Ok, what rpg element was removed? I just played it (without dlc), and it’s basically first person witcher 3 in cyberpunk setting, including all the faults. Basically true to type with CDPR.
They advertisd heavily on “complex branching storyline” and “every decision will have consequences” so the expectation was at the minimum a bigger Deus Ex Human Revolution, but then what they actually delivered is a worse GTA 5 with neon lights.
Right. But I just played it, and it has nothing to do with GTA. It’s literally witcher 3 in first person. Same level of branching, same slightly shallow rpg mechanics and shallow ish combat. It’s much more action, though and theoretically stealth is an option unlike witcher.
I wouldn’t hold it against Keanu personally because its clear he really cared and did gave a good performance but i feel like his involvement with cyberpunk ruined a lot of things that could have been.
No one will hold it against him personally, it’s not uncommon.
There are certain actors who performs great in every single movie they appear in, yet still have many of these movies flop. Many times, it’s out of the actor’s control.
CDPR effectively rewrote the campaign after Keanu Reeves told them that he’s game if CDPR wants to record more lines. I still remember the E3 demo where CDPR said that the campaign has been completed and they’re just in the polishing stages.
I have nearly 1000 hours in Baldur’s Gate 3 and JUST NOW learned that Jason Isaacs was the voice of Gortash… I did recognize JK Simmons but honestly wasn’t 100% sure it was him until the second or third time meeting him and finally looking it up on IMDB to confirm (and somehow still missed Jason Isaacs - I did learn about Matt Mercer’s role as Minsc which still blows my mind).
i think it’s very clear now that the lack of unionization in the gaming industry will need to change, or every year or two or whatever arbitrary interval we’ll see an astronomical number of people losing their jobs all at once in this way.
This is true across tech workers. Having a nice salary kept unionization at bay, but there are no assurances during hard times.
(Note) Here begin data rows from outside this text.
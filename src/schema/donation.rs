use chrono::NaiveDateTime;
use serde::{Deserialize, Serialize};

use crate::error::AppError;
use crate::schema::parse_amount;

/// An immutable on-chain donation record. Never updated or deleted once
/// written; `tx_hash` is unique across the whole donation set.
#[derive(Debug, Clone, Serialize, Deserialize, sqlx::FromRow)]
#[serde(rename_all = "camelCase")]
pub struct Donation {
    pub id: i64,
    pub tx_hash: String,
    pub donor_address: String,
    pub charity_id: i64,
    pub charity_name: Option<String>,
    pub campaign_id: Option<i64>,
    pub campaign_title: Option<String>,
    pub amount: String,
    #[serde(rename = "amountInUSD")]
    pub amount_in_usd: Option<String>,
    pub timestamp: NaiveDateTime,
    pub block_number: Option<i64>,
    pub message: Option<String>,
    pub is_anonymous: bool,
    pub created_at: Option<NaiveDateTime>,
}

#[derive(Debug, Clone, Deserialize)]
#[serde(rename_all = "camelCase")]
pub struct NewDonation {
    pub tx_hash: String,
    pub donor_address: String,
    pub charity_id: i64,
    #[serde(default)]
    pub charity_name: Option<String>,
    #[serde(default)]
    pub campaign_id: Option<i64>,
    #[serde(default)]
    pub campaign_title: Option<String>,
    pub amount: String,
    #[serde(default, rename = "amountInUSD")]
    pub amount_in_usd: Option<String>,
    pub timestamp: NaiveDateTime,
    #[serde(default)]
    pub block_number: Option<i64>,
    #[serde(default)]
    pub message: Option<String>,
    #[serde(default)]
    pub is_anonymous: bool,
}

impl NewDonation {
    pub fn validate(&self) -> Result<(), AppError> {
        if self.tx_hash.trim().is_empty() {
            return Err(AppError::Validation("txHash must not be empty".into()));
        }
        if self.donor_address.trim().is_empty() {
            return Err(AppError::Validation(
                "donorAddress must not be empty".into(),
            ));
        }
        parse_amount("amount", &self.amount)?;
        if let Some(usd) = &self.amount_in_usd {
            parse_amount("amountInUSD", usd)?;
        }
        Ok(())
    }
}

#[cfg(test)]
mod tests {
    use super::*;

    fn donation() -> NewDonation {
        NewDonation {
            tx_hash: "0xabc".into(),
            donor_address: "0xdonor".into(),
            charity_id: 1,
            charity_name: None,
            campaign_id: None,
            campaign_title: None,
            amount: "1.5".into(),
            amount_in_usd: None,
            timestamp: chrono::Utc::now().naive_utc(),
            block_number: None,
            message: None,
            is_anonymous: false,
        }
    }

    #[test]
    fn accepts_well_formed_input() {
        assert!(donation().validate().is_ok());
    }

    #[test]
    fn rejects_blank_tx_hash() {
        let mut d = donation();
        d.tx_hash = "  ".into();
        assert!(matches!(d.validate(), Err(AppError::Validation(_))));
    }

    #[test]
    fn rejects_non_decimal_amount() {
        let mut d = donation();
        d.amount = "1.5e3garbage".into();
        assert!(matches!(d.validate(), Err(AppError::Validation(_))));
    }
}
use chrono::NaiveDateTime;
use serde::{Deserialize, Serialize};

use crate::error::AppError;
use crate::schema::parse_amount;

#[derive(Debug, Clone, Copy, PartialEq, Eq, Serialize, Deserialize, sqlx::Type)]
#[serde(rename_all = "UPPERCASE")]
#[sqlx(rename_all = "UPPERCASE")]
pub enum CampaignStatus {
    Active,
    Closed,
}

/// A fundraising effort tied to a charity wallet. `raised_amount` is derived:
/// reads recompute it from the donations referencing the campaign, so the
/// stored column never drifts out of sight of the ledger.
#[derive(Debug, Clone, Serialize, Deserialize, sqlx::FromRow)]
#[serde(rename_all = "camelCase")]
pub struct Campaign {
    pub id: i64,
    pub title: String,
    pub description: Option<String>,
    pub goal_amount: String,
    pub raised_amount: String,
    pub wallet_address: String,
    pub duration_days: Option<i64>,
    pub status: CampaignStatus,
    pub charity_name: Option<String>,
    pub created_at: Option<NaiveDateTime>,
}

#[derive(Debug, Clone, Deserialize)]
#[serde(rename_all = "camelCase")]
pub struct NewCampaign {
    pub title: String,
    #[serde(default)]
    pub description: Option<String>,
    pub goal_amount: String,
    pub wallet_address: String,
    #[serde(default)]
    pub duration_days: Option<i64>,
    /// Accepted from callers for wire compatibility but ignored: creation
    /// always stores ACTIVE.
    #[serde(default)]
    pub status: Option<CampaignStatus>,
    #[serde(default)]
    pub charity_name: Option<String>,
}

impl NewCampaign {
    pub fn validate(&self) -> Result<(), AppError> {
        if self.title.trim().is_empty() {
            return Err(AppError::Validation("title must not be empty".into()));
        }
        if self.wallet_address.trim().is_empty() {
            return Err(AppError::Validation(
                "walletAddress must not be empty".into(),
            ));
        }
        parse_amount("goalAmount", &self.goal_amount)?;
        Ok(())
    }
}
These coordinated layoffs are almost certainly intended drive down labor costs in the long run by flooding the labor pool. Sure in a year we’ll get “not enough developers” stories forgetting to mention the drastically smaller salary…
Tbh that’s a low bar to pass. The newest CoD flopped pretty bad and Rockstar has been too busy with GTA6. Almost every other notable release was either a flop or a smaller studio or indie title.
While that might be true, 2023 was an year filled with great games and yet Hogwarts Legacy is first, and Call of Duty is 2nd.
As for notable games of the year that weren’t flop (in no particular order):
Spider-Man 2
Baldur’s Gate 3
Diablo IV
FF 16
Armored Core 6
Street Fighter 6
Alan Wake 2
Not to mention:
Resident Evil 4 Remake
Dead Space Remake
They may not be to your taste, but they all rated very highly. I haven’t included any Nintendo games, cause they don’t share digital data. Their numbers are based only on physical sales.
That’s actually fair. I barely pay attention to AAA gaming to begin with, so most of these games just weren’t on my radar. I just thought “oh, Starfield was the big hyped flop of the year, of course there wasn’t much AAA competition”
Well, Mario has kind of a general appeal, so I won’t call it a niche (and it was in 12th with just physical sale). And Pikmin 4 also sold over 2 Million in just first month or so, IIRC, though not sure if that’s enough for being a top seller in a year like the one we just had.
Also, Tears of the Kingdom was on 5th overall sales, and that’s only with the physical sales. Don’t know the actual number difference between 1st and 5th, but with digital added, it could’ve at least entered top 3, if not gone for 1st.